→ **Required work**:
Compute how many lines in the entries below include the string "crate". Only the number is wanted.

[Data excerpts]
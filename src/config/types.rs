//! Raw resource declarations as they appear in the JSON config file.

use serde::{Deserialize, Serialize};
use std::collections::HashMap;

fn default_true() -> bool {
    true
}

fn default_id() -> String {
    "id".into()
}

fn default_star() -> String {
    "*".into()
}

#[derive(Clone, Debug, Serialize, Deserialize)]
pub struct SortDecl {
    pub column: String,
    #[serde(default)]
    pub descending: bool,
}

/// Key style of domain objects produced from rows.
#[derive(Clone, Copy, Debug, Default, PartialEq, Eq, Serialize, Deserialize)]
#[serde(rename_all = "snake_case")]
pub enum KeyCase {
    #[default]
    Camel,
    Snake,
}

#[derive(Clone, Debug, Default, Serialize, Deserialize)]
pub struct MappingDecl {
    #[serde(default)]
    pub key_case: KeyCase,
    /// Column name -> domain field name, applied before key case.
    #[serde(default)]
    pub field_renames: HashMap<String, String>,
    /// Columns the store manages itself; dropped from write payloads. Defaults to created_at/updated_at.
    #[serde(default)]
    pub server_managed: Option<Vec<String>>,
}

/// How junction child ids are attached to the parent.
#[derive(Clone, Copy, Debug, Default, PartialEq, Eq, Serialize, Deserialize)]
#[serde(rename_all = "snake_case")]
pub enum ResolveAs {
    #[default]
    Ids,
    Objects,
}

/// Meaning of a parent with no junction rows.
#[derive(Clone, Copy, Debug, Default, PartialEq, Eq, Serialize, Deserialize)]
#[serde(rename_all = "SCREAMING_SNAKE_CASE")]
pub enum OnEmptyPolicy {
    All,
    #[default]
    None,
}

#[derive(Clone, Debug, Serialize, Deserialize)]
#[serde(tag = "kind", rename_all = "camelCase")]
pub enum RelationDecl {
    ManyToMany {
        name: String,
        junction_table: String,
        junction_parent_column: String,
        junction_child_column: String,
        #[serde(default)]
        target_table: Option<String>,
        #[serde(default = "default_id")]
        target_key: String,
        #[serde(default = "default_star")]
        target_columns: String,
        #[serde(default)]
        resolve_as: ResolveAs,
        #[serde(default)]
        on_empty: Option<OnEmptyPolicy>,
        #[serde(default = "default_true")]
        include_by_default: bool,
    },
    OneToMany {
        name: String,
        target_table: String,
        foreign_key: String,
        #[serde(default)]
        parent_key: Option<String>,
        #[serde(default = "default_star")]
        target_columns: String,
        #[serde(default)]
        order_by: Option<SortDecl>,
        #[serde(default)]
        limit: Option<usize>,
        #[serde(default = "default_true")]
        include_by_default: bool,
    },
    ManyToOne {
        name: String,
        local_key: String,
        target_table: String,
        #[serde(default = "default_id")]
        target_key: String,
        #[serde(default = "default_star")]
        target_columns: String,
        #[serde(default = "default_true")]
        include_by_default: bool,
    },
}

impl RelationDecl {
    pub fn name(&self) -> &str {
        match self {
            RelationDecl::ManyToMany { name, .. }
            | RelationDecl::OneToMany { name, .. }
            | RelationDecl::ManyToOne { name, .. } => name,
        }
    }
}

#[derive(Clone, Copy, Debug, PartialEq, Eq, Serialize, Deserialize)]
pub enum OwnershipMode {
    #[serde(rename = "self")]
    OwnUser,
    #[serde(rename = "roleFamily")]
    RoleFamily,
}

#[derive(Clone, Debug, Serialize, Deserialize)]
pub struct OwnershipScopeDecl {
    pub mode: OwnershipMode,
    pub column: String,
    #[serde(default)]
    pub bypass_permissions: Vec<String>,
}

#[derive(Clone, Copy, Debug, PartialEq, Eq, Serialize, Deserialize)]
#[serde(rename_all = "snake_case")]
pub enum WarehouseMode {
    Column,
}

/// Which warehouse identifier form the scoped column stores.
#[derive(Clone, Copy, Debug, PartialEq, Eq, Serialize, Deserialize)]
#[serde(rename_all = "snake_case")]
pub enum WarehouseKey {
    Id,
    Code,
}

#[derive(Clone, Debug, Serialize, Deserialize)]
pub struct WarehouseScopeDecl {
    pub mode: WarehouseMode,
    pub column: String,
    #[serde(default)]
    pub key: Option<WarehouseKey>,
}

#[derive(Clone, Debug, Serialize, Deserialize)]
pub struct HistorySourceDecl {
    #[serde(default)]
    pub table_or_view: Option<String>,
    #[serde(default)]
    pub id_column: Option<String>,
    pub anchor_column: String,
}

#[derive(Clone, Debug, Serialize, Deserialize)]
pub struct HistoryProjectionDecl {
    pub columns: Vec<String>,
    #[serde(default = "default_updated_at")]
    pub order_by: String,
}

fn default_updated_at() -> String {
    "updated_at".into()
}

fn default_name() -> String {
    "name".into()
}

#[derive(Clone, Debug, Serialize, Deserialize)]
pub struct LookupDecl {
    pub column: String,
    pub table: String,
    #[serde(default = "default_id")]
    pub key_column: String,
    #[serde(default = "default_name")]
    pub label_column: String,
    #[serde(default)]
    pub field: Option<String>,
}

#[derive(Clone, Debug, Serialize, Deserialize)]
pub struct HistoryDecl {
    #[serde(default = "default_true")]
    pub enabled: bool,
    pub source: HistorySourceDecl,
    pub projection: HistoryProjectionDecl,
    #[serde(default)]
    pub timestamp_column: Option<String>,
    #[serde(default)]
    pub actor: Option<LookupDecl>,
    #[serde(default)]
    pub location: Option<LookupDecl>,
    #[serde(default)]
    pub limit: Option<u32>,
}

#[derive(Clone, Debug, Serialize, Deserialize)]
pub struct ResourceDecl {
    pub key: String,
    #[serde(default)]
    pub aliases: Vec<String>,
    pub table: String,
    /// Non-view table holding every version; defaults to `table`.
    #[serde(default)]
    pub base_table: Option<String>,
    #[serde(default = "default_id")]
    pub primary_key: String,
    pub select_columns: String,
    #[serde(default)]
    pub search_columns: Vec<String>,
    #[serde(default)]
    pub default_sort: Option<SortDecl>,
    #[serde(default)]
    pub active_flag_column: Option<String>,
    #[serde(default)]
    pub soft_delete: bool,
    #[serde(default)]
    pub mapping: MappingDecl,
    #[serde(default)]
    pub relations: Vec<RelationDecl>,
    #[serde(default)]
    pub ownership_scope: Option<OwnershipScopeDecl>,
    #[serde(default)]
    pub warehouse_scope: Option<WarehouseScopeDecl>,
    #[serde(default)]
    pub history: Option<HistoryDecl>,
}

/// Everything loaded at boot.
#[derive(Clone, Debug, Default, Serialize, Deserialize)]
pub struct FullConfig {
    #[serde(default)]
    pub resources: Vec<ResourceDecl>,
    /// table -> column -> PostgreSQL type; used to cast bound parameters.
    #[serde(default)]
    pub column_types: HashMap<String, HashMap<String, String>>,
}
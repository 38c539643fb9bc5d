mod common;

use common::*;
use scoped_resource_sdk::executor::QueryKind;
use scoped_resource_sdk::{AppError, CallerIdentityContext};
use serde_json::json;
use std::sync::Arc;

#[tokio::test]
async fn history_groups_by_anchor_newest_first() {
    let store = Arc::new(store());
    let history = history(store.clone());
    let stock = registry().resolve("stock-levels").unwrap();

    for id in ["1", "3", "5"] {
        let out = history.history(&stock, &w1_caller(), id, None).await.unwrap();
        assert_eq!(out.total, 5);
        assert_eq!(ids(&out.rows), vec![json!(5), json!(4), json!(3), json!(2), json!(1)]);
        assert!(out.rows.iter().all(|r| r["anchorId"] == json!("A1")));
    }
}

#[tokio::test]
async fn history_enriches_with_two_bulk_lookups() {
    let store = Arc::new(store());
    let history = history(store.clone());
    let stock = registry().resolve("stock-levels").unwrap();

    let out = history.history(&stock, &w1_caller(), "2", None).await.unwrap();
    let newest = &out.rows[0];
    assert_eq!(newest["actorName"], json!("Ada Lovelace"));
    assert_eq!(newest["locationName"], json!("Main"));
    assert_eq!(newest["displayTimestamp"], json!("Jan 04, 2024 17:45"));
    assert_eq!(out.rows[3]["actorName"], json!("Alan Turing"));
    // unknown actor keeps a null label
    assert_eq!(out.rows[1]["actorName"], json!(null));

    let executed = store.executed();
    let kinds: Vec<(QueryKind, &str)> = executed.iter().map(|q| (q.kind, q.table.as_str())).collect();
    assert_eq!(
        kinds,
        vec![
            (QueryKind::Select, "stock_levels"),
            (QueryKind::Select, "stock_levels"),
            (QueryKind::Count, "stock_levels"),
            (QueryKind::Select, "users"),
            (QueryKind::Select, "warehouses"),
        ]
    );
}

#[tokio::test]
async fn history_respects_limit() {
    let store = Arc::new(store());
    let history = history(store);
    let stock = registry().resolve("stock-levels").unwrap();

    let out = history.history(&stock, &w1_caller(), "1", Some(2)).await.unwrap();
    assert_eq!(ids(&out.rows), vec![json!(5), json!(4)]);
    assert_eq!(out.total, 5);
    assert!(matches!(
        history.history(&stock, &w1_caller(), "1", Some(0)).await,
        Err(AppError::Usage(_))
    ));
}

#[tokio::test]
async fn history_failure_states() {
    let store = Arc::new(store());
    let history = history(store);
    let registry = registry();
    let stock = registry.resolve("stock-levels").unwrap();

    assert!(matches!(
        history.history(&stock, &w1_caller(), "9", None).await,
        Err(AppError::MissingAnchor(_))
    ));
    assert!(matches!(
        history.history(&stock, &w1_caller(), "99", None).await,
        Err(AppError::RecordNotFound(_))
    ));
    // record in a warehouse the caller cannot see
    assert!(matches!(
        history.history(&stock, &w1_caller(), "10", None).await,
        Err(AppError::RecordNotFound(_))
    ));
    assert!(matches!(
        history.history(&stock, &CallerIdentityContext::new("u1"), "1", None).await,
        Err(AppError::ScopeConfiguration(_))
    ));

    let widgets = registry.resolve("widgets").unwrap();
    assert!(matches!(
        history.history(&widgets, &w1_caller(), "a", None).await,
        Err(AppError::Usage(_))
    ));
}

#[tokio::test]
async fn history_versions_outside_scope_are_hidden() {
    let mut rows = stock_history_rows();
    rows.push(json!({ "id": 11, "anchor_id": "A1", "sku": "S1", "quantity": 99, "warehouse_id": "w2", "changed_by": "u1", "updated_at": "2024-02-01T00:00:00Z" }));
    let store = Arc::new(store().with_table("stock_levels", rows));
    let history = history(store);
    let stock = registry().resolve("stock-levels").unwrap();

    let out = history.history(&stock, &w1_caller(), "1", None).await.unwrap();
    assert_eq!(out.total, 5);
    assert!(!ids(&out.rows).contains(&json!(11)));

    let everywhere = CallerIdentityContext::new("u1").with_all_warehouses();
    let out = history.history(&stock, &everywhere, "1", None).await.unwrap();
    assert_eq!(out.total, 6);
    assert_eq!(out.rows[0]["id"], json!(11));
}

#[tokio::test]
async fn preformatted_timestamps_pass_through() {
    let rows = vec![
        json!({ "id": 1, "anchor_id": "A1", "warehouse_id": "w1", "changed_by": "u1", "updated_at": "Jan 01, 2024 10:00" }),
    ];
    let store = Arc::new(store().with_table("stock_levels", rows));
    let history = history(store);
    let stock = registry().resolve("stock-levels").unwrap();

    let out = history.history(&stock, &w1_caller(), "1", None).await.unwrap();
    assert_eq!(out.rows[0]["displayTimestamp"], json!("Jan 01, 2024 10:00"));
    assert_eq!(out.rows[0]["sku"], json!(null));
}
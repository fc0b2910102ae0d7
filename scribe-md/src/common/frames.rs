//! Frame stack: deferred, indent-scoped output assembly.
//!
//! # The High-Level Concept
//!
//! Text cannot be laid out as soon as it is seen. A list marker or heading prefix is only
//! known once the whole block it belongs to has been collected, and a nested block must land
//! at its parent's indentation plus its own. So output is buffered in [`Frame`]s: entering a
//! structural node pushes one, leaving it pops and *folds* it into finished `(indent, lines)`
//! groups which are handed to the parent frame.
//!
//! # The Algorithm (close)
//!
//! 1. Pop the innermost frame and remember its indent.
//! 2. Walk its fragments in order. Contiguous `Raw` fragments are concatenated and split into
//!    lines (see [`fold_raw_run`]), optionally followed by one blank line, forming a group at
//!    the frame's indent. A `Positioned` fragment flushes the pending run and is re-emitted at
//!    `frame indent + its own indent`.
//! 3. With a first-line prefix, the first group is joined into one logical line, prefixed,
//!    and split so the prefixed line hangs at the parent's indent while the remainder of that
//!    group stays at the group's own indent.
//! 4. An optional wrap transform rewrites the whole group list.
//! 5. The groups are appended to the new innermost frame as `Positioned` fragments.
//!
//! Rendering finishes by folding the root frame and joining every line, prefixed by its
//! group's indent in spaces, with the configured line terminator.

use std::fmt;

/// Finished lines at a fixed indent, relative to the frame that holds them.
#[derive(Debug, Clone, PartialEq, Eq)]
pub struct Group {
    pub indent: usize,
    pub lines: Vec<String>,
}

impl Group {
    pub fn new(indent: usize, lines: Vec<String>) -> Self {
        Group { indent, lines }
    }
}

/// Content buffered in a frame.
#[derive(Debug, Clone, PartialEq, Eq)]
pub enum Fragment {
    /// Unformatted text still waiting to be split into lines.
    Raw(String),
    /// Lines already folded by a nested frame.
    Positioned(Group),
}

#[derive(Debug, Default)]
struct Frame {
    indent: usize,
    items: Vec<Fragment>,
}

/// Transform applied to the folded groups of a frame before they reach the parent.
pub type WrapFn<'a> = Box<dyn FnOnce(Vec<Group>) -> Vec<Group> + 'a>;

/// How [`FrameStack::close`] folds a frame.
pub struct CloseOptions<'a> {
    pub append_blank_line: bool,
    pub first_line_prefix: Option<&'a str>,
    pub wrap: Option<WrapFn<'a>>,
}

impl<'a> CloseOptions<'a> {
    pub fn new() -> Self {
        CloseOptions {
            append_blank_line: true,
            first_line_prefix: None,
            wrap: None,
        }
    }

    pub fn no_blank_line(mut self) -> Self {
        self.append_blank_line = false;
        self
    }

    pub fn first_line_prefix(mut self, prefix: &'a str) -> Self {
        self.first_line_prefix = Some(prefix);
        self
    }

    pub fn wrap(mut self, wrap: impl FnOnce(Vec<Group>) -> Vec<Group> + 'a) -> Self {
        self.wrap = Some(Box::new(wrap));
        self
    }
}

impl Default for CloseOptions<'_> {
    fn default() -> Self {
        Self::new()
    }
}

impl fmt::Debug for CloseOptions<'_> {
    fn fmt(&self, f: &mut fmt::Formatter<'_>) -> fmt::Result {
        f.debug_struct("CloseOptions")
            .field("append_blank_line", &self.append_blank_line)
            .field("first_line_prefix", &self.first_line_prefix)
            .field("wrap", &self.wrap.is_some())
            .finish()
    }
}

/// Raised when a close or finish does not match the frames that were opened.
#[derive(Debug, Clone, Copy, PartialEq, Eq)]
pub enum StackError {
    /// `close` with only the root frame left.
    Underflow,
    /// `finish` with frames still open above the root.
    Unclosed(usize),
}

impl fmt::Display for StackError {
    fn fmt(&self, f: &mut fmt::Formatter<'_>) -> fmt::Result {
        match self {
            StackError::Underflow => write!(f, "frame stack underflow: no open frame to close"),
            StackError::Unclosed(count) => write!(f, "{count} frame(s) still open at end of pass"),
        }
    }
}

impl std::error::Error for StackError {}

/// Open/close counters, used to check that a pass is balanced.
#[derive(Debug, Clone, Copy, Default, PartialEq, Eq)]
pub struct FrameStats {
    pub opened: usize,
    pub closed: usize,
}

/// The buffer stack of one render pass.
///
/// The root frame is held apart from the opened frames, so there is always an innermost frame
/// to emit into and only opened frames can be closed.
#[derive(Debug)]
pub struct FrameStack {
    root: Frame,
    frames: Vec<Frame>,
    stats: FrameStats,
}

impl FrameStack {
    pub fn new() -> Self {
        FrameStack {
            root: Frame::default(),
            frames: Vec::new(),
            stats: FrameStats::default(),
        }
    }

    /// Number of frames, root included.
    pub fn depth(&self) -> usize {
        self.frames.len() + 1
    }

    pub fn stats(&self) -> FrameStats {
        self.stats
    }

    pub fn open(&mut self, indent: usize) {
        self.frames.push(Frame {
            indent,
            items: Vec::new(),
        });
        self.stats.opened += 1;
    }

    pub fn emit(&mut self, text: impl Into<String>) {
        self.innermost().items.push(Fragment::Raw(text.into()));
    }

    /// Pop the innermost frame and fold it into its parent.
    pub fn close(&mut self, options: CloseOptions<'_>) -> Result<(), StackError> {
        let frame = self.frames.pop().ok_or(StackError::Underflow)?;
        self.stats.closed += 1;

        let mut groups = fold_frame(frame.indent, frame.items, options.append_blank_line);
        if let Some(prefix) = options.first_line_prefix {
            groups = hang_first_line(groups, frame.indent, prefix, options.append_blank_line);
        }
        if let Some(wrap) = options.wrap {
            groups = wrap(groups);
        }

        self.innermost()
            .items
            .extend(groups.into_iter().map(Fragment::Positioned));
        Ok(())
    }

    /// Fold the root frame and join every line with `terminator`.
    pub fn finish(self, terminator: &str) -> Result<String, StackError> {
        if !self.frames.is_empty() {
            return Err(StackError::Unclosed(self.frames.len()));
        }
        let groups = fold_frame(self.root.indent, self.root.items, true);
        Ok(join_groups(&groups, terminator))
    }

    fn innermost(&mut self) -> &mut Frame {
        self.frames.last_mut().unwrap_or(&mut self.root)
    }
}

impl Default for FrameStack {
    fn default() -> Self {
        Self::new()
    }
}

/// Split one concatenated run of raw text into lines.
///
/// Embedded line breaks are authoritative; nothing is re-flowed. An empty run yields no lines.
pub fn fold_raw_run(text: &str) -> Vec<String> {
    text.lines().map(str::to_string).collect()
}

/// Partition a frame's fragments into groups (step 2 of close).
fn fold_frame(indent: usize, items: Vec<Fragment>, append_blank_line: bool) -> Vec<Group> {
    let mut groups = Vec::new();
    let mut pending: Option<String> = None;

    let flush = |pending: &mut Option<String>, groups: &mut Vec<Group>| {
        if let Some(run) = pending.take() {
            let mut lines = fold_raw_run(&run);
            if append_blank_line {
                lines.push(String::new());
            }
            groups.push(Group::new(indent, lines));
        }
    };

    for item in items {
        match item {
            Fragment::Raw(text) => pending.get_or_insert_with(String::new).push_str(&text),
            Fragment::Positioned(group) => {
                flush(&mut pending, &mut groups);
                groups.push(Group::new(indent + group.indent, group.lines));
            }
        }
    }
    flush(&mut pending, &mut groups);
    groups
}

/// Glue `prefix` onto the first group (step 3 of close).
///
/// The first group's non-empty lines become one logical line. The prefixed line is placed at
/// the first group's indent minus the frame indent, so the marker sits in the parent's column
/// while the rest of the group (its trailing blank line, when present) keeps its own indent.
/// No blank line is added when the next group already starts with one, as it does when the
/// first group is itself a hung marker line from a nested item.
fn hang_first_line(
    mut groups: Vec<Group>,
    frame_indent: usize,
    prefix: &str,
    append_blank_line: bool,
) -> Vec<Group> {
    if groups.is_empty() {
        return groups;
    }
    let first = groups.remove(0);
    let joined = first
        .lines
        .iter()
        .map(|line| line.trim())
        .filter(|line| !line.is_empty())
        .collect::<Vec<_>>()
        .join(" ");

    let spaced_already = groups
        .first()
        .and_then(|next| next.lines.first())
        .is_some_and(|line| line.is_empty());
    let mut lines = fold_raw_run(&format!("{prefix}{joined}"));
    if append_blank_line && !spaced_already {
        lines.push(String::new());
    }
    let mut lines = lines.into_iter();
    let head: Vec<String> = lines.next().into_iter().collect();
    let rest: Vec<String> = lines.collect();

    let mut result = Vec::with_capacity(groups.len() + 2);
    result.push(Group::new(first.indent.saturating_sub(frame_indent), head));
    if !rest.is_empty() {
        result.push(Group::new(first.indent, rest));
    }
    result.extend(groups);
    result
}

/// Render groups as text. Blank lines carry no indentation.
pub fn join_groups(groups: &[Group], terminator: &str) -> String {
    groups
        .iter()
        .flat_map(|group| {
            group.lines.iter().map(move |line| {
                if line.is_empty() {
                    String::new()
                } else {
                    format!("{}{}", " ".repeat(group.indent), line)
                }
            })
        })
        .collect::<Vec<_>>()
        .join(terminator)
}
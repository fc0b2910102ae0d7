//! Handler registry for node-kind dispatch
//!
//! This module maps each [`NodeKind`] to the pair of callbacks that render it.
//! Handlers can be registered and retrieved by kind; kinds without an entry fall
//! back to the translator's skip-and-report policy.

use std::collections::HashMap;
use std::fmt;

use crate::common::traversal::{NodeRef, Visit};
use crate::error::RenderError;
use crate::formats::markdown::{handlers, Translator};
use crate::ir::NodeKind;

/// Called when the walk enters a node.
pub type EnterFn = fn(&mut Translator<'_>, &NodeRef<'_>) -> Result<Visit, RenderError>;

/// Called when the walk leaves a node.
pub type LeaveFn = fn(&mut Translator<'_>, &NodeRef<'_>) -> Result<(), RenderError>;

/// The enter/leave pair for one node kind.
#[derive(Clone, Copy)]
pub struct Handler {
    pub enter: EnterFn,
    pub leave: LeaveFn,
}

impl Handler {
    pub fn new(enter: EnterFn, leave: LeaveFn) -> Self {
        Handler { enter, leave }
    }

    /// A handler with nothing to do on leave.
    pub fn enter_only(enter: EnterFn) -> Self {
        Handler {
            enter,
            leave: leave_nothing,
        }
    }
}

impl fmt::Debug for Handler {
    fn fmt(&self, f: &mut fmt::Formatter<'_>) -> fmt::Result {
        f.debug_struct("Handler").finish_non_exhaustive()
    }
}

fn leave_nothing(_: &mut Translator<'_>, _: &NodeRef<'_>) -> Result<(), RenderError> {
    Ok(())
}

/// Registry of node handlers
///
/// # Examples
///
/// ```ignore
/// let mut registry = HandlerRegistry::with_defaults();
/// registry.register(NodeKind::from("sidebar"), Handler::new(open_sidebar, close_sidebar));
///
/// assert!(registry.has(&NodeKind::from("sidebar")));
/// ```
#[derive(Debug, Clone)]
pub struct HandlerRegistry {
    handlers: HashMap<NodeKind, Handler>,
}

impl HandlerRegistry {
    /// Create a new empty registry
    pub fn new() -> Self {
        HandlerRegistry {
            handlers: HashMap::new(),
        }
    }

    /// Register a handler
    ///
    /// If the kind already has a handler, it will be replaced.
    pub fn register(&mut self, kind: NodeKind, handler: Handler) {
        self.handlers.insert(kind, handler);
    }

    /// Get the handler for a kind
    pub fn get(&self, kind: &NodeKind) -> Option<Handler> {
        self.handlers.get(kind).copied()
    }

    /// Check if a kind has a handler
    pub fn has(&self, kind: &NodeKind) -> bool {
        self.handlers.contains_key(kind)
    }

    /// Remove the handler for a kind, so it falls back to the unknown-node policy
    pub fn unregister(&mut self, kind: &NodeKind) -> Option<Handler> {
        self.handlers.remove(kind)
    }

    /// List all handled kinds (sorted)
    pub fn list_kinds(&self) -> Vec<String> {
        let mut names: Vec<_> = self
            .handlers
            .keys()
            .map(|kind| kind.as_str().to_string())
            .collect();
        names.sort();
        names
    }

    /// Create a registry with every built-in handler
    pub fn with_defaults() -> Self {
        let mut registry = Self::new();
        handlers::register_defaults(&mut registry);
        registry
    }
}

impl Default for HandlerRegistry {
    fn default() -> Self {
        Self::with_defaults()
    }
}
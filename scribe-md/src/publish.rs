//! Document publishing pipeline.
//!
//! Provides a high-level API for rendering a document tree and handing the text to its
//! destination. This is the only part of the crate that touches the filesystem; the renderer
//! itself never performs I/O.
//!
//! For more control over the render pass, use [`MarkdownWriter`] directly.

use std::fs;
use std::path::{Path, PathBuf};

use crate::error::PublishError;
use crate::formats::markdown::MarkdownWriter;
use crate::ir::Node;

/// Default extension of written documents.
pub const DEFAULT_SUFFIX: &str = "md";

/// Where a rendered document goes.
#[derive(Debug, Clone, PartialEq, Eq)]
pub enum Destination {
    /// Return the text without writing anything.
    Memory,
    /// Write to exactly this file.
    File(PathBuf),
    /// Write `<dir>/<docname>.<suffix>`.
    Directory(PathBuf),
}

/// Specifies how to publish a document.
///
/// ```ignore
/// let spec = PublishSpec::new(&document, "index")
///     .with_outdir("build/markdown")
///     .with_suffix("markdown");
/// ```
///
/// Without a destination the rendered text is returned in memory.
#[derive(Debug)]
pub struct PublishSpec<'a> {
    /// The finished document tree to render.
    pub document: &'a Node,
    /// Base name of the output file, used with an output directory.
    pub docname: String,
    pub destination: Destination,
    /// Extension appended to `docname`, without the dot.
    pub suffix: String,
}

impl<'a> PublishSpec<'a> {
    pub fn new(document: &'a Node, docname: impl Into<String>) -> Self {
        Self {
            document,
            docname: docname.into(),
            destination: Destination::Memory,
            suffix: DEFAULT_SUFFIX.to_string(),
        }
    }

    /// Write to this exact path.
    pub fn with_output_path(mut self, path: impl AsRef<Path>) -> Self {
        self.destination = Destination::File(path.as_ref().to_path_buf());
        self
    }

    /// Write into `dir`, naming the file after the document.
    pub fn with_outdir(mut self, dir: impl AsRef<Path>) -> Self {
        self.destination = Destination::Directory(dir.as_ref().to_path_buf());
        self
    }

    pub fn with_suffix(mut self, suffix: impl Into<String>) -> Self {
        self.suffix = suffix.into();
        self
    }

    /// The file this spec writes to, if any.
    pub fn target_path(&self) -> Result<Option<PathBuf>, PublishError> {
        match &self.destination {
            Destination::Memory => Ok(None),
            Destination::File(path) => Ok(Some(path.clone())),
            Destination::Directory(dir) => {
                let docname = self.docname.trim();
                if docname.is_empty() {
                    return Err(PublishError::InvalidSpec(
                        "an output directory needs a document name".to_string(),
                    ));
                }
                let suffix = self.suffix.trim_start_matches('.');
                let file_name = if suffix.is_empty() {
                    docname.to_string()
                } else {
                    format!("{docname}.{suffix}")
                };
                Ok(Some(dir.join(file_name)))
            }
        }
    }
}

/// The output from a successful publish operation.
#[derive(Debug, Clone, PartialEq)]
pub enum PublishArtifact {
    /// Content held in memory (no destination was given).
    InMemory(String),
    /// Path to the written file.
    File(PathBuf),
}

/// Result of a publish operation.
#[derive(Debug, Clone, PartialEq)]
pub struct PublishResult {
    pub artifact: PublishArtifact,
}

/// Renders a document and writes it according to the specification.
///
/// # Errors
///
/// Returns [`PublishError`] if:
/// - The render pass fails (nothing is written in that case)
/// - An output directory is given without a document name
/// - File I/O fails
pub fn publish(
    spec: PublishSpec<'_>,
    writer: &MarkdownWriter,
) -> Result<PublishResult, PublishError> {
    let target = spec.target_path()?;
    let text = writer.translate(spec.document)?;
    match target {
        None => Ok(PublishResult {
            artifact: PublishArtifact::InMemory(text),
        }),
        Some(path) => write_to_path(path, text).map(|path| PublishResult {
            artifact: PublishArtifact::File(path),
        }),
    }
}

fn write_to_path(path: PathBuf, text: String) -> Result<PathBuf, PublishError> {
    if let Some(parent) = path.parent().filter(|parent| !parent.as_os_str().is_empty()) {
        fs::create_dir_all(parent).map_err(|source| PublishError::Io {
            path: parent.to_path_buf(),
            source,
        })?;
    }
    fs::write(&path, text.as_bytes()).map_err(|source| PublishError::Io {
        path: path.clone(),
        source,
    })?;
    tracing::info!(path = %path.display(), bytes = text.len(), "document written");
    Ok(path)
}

→ **Task answer**:
8